It is well known that most mechanical properties of wood are correlated with density. Wantanabe et al (1999) clearly illustrated this relationship with measured Young’s modulus in the tangential direction as a function of density for several softwood species (Figure 1). In summarizing the mechanical properties of 43 softwood species and 66 hardwood species, the USDA Wood Handbook (USDA 1999) suggests that mechanical properties within a species tend to vary linearly with density.
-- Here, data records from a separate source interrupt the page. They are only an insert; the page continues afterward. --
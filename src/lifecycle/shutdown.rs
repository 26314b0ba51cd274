//! Shutdown coordination for the proxy.

use tokio::sync::broadcast;

/// Coordinator for graceful shutdown.
///
/// The server and any background task subscribe; `trigger` reaches all of them.
pub struct Shutdown {
    tx: broadcast::Sender<()>,
}

impl Shutdown {
    pub fn new() -> Self {
        let (tx, _) = broadcast::channel(1);
        Self { tx }
    }

    pub fn subscribe(&self) -> broadcast::Receiver<()> {
        self.tx.subscribe()
    }

    /// Notify every subscriber. Safe to call more than once.
    pub fn trigger(&self) {
        let _ = self.tx.send(());
    }

    /// Subscribers not yet dropped.
    pub fn receiver_count(&self) -> usize {
        self.tx.receiver_count()
    }
}

impl Default for Shutdown {
    fn default() -> Self {
        Self::new()
    }
}
//! HTTP server setup and configuration.
//!
//! # Responsibilities
//! - Create Axum Router with the egress and ingress handlers
//! - Wire up middleware (request id, tracing, timeout, body limit)
//! - Bind server to listener and stop on the shutdown broadcast
//! - Map pipeline outcomes to responses, logs and metrics

use axum::{
    body::Body,
    extract::State,
    http::Request,
    response::{IntoResponse, Response},
    routing::post,
    Router,
};
use std::sync::Arc;
use std::time::{Duration, Instant};
use tokio::net::TcpListener;
use tokio::sync::broadcast;
use tower_http::{limit::RequestBodyLimitLayer, timeout::TimeoutLayer, trace::TraceLayer};

use crate::config::{ConfigError, ProxyConfig};
use crate::http::error::ProxyError;
use crate::http::forward::{build_client, UpstreamResponse};
use crate::http::request::{buffer_request, propagate_request_id_layer, request_id, set_request_id_layer};
use crate::observability::metrics;
use crate::pipeline::{ProxyPipeline, EGRESS_PATH, INGRESS_PATHS};
use crate::signing::unix_now;

/// Metric/log label of the egress route.
const EGRESS_ROUTE: &str = "rsf";

/// Application state injected into handlers.
#[derive(Clone)]
pub struct AppState {
    pub pipeline: Arc<ProxyPipeline>,
    pub max_body_size: usize,
}

/// HTTP server for the signing proxy.
pub struct HttpServer {
    router: Router,
    config: ProxyConfig,
}

impl HttpServer {
    /// Create a server with the pipeline described by `config`.
    pub fn new(config: ProxyConfig) -> Result<Self, ConfigError> {
        let client = build_client(Duration::from_secs(config.timeouts.upstream_secs))
            .map_err(|e| ConfigError::Client(e.to_string()))?;
        let pipeline = Arc::new(ProxyPipeline::from_config(&config, client)?);
        Ok(Self::with_pipeline(config, pipeline))
    }

    /// Create a server around an already built pipeline.
    pub fn with_pipeline(config: ProxyConfig, pipeline: Arc<ProxyPipeline>) -> Self {
        let state = AppState {
            pipeline,
            max_body_size: config.security.max_body_size,
        };
        let router = Self::build_router(&config, state);
        Self { router, config }
    }

    /// Build the Axum router with all middleware layers.
    #[allow(deprecated)]
    fn build_router(config: &ProxyConfig, state: AppState) -> Router {
        let mut router = Router::new().route(EGRESS_PATH, post(egress_handler));
        for path in INGRESS_PATHS {
            router = router.route(path, post(ingress_handler));
        }

        router
            .fallback(fallback_handler)
            .with_state(state)
            .layer(RequestBodyLimitLayer::new(config.security.max_body_size))
            .layer(TimeoutLayer::new(Duration::from_secs(config.timeouts.request_secs)))
            .layer(propagate_request_id_layer())
            .layer(TraceLayer::new_for_http().make_span_with(|request: &Request<Body>| {
                tracing::info_span!(
                    "request",
                    method = %request.method(),
                    path = %request.uri().path(),
                    request_id = %request_id(request.headers()),
                )
            }))
            .layer(set_request_id_layer())
    }

    /// Router with all layers, for serving in-process.
    pub fn router(&self) -> Router {
        self.router.clone()
    }

    /// Run the server until `shutdown` fires, then drain in-flight requests.
    pub async fn run(
        self,
        listener: TcpListener,
        mut shutdown: broadcast::Receiver<()>,
    ) -> Result<(), std::io::Error> {
        let addr = listener.local_addr()?;
        tracing::info!(address = %addr, "HTTP server starting");

        axum::serve(listener, self.router)
            .with_graceful_shutdown(async move {
                let _ = shutdown.recv().await;
                tracing::info!("Shutdown signal received");
            })
            .await?;

        tracing::info!("HTTP server stopped");
        Ok(())
    }

    /// Get a reference to the config.
    pub fn config(&self) -> &ProxyConfig {
        &self.config
    }
}

async fn egress_handler(State(state): State<AppState>, request: Request<Body>) -> Response {
    let start = Instant::now();
    let result = match buffer_request(request, state.max_body_size).await {
        Ok(request) => state.pipeline.egress(request, unix_now()).await,
        Err(e) => Err(e),
    };
    respond(EGRESS_ROUTE, start, result)
}

async fn ingress_handler(State(state): State<AppState>, request: Request<Body>) -> Response {
    let start = Instant::now();
    let route = route_label(request.uri().path());
    let result = match buffer_request(request, state.max_body_size).await {
        Ok(request) => state.pipeline.ingress(request, unix_now()).await,
        Err(e) => Err(e),
    };
    respond(route, start, result)
}

async fn fallback_handler(request: Request<Body>) -> Response {
    let err = ProxyError::Route(format!("{} {}", request.method(), request.uri().path()));
    tracing::debug!(error = %err, "No route matched");
    err.into_response()
}

/// Static label for an ingress path.
fn route_label(path: &str) -> &'static str {
    INGRESS_PATHS
        .iter()
        .copied()
        .find(|p| *p == path)
        .map(|p| p.trim_start_matches('/'))
        .unwrap_or("ingress")
}

/// Log and count the outcome, then turn it into a response.
fn respond(route: &'static str, start: Instant, result: Result<UpstreamResponse, ProxyError>) -> Response {
    let response = match result {
        Ok(upstream) => {
            tracing::info!(route, status = upstream.status.as_u16(), "Request forwarded");
            upstream.into_response()
        }
        Err(err) => {
            match &err {
                ProxyError::Authentication(auth) => {
                    tracing::warn!(route, reason = auth.reason(), error = %auth, "Request rejected");
                    metrics::record_auth_failure(route, auth.reason());
                }
                ProxyError::Upstream(_) | ProxyError::Internal(_) => {
                    tracing::error!(route, error = %err, "Request failed");
                }
                _ => tracing::warn!(route, error = %err, "Request failed"),
            }
            err.into_response()
        }
    };

    metrics::record_request(route, response.status().as_u16(), start);
    response
}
Wood with inadequate mechanical properties can be modified by various combinations of compressive, thermal and chemical treatments. Wood can be densified by impregnating its void volume with synthetic or natural polymers in their liquid form and then solidifying by chemical reaction or cooling of the impregnant. Alternatively, wood density can be increased by compression in the transverse direction (Kollmann et al.1975). The densification of solid wood and laminated wood has been a viable commercial process (Rowell and Konkol, 1987). Applications for chemically-treated densified wood have included patterns and dies, tooling, vehicle parts, sports equipment, gears, bearings, and many others. In the United States, patents on methods of densifying wood without chemical treatment date back to the early 20th century (Sears, 1900; Walch and Watts, 1923; Olesheimer, 1929; Brossman, 1931). These patents did not adequately consider plasticization of the wood or stabilization of the final product; for this reason, the methods described therein have not been adopted by the industry (Kollmann et al. 1975).
Another densified wood product created in the United States is Compreg (Stamm and Seborg 1941). Compreg is resin-treated compressed wood. It is normally made by treating solid wood or veneer with water-soluble phenol formaldehyde resin and compressing it to the desired density and thickness. Compreg is much more dimensionally stable than non-impregnated compressed wood. However, treating resins harden within the cell wall making the treated wood brittle.
Figure 1. Relationship between tangential Young’s modulus and density for selected wood species (Wantanabe et al., 1999).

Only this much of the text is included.